Work instruction: The required output is the lines below from the line containing "Request: wrong file" to the line containing "WHATWG registry, statistical", inclusive, retyped exactly. No other lines belong in it.

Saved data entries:
- - -
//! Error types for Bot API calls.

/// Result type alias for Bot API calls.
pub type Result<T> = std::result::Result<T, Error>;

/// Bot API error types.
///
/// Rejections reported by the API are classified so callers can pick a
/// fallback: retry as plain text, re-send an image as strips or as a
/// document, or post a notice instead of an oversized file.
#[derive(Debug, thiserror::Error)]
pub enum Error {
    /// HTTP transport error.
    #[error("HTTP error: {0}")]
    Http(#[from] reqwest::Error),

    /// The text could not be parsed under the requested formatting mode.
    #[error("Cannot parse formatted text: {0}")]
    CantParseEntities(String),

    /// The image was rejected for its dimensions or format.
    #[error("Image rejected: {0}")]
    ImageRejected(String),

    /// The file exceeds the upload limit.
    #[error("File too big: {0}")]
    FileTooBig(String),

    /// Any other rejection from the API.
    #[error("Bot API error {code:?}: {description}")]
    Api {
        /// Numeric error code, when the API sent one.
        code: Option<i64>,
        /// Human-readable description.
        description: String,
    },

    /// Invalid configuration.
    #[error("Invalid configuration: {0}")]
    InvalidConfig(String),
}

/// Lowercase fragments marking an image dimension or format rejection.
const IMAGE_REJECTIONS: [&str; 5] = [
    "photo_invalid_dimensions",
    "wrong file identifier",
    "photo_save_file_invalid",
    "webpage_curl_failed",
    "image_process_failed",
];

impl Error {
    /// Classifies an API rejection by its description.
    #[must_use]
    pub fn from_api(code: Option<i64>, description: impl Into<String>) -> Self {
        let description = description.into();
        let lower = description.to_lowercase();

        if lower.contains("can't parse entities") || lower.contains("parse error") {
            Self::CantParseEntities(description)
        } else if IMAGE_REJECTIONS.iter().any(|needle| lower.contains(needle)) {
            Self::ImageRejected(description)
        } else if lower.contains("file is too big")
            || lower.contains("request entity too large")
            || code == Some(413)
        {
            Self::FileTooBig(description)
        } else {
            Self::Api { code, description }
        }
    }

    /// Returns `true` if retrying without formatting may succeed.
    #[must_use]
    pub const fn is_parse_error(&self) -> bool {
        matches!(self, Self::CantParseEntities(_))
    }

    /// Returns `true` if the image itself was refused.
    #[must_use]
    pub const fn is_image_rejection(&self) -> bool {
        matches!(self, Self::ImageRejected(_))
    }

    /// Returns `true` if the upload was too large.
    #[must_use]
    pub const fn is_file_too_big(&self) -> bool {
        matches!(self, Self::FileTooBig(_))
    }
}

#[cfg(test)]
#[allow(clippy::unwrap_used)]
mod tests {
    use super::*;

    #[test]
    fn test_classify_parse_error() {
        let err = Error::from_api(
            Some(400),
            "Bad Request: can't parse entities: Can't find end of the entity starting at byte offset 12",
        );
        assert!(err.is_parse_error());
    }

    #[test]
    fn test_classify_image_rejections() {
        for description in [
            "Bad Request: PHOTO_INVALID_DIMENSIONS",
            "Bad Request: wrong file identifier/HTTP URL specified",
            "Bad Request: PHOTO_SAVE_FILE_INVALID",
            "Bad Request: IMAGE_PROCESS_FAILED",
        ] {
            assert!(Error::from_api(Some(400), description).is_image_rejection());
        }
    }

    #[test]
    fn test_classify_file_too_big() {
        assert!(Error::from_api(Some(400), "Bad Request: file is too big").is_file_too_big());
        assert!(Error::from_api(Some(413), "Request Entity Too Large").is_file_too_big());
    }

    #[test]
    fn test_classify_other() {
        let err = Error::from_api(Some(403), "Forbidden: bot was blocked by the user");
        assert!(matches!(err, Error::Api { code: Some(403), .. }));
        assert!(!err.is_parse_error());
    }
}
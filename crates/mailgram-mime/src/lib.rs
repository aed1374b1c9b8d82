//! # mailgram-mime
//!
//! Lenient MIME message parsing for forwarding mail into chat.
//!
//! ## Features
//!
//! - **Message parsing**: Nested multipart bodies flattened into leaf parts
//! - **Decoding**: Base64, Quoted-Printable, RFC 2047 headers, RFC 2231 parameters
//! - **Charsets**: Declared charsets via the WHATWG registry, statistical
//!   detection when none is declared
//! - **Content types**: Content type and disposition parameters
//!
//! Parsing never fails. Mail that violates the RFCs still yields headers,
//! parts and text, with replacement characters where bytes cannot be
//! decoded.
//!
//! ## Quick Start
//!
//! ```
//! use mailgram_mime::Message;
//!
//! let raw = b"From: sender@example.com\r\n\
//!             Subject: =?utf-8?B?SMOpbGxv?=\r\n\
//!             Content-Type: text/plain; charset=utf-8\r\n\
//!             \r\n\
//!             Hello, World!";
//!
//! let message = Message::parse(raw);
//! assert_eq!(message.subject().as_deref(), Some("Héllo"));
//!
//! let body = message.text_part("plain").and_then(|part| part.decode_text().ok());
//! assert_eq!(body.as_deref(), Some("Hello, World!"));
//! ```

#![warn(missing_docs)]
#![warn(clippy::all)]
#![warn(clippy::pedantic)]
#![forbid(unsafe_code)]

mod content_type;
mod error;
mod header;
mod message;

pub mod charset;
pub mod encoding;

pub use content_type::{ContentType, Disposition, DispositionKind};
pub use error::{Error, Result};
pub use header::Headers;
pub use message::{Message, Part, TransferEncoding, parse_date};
- - -
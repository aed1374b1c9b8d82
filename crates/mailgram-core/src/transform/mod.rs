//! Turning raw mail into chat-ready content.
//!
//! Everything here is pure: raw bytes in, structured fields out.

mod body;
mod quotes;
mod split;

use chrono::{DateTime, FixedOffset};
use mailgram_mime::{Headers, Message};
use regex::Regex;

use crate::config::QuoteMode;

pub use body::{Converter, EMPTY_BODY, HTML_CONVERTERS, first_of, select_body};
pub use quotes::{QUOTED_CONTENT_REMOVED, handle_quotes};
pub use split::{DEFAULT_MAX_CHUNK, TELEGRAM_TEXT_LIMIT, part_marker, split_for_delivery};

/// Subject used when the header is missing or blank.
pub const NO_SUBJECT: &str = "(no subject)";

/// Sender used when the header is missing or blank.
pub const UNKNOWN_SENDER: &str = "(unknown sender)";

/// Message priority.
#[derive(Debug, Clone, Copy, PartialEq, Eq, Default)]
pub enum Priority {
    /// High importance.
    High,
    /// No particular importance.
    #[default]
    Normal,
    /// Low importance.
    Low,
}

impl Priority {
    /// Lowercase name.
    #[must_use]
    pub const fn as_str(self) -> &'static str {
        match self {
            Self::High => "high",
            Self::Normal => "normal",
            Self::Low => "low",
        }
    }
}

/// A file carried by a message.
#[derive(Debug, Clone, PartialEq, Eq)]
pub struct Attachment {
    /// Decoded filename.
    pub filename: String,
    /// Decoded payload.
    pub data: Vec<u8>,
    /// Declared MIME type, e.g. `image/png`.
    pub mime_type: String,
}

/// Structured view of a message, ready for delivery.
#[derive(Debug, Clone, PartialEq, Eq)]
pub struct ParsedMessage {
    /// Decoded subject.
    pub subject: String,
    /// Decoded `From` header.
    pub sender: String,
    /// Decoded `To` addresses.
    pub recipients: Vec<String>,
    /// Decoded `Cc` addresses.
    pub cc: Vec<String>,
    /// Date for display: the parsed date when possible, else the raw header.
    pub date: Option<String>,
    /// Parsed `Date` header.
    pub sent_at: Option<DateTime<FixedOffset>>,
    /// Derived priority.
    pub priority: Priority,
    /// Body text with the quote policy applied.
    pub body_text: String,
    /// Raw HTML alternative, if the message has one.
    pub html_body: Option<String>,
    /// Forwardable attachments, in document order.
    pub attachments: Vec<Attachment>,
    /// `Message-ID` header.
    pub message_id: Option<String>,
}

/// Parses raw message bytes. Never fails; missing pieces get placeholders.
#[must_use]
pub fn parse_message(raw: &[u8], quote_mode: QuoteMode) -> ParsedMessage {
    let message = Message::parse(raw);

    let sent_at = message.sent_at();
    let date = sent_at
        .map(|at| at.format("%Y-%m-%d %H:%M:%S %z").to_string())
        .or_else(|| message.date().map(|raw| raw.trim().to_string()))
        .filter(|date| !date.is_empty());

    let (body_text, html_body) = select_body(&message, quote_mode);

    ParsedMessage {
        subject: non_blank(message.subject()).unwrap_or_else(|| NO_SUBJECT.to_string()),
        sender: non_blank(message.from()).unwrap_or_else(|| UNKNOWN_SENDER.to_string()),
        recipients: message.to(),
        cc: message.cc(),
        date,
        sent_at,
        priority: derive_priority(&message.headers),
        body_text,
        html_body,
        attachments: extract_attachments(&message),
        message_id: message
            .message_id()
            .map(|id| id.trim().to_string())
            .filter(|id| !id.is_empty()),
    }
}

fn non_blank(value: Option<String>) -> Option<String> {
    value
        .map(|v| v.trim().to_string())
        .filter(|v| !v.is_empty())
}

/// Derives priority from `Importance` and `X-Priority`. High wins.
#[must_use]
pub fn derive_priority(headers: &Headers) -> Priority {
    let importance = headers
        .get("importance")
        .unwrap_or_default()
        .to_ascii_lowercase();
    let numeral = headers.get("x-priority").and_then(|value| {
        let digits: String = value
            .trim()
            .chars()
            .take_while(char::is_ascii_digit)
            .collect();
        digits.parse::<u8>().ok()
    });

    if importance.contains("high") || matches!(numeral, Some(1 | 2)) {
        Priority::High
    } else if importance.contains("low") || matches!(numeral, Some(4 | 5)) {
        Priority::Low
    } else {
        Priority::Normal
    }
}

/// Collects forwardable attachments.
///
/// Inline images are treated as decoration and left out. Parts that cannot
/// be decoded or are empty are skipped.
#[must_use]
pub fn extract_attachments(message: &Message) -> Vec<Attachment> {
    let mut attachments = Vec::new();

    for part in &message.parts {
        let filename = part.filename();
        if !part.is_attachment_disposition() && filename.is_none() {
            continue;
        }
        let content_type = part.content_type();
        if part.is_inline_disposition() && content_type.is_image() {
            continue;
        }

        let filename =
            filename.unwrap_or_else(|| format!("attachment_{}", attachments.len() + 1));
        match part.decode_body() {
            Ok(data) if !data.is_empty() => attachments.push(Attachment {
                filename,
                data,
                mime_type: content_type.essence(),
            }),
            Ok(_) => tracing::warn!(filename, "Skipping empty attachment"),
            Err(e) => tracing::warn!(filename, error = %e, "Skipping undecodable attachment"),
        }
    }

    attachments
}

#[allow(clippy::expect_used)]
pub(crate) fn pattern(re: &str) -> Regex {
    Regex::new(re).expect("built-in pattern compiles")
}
- - -
Response to this exercise:
            "Bad Request: wrong file identifier/HTTP URL specified",
            "Bad Request: PHOTO_SAVE_FILE_INVALID",
            "Bad Request: IMAGE_PROCESS_FAILED",
        ] {
            assert!(Error::from_api(Some(400), description).is_image_rejection());
        }
    }

    #[test]
    fn test_classify_file_too_big() {
        assert!(Error::from_api(Some(400), "Bad Request: file is too big").is_file_too_big());
        assert!(Error::from_api(Some(413), "Request Entity Too Large").is_file_too_big());
    }

    #[test]
    fn test_classify_other() {
        let err = Error::from_api(Some(403), "Forbidden: bot was blocked by the user");
        assert!(matches!(err, Error::Api { code: Some(403), .. }));
        assert!(!err.is_parse_error());
    }
}
filename crates/mailgram-mime/src/lib.rs
repository aed1374b1c9b8d82
//! # mailgram-mime
//!
//! Lenient MIME message parsing for forwarding mail into chat.
//!
//! ## Features
//!
//! - **Message parsing**: Nested multipart bodies flattened into leaf parts
//! - **Decoding**: Base64, Quoted-Printable, RFC 2047 headers, RFC 2231 parameters
//! - **Charsets**: Declared charsets via the WHATWG registry, statistical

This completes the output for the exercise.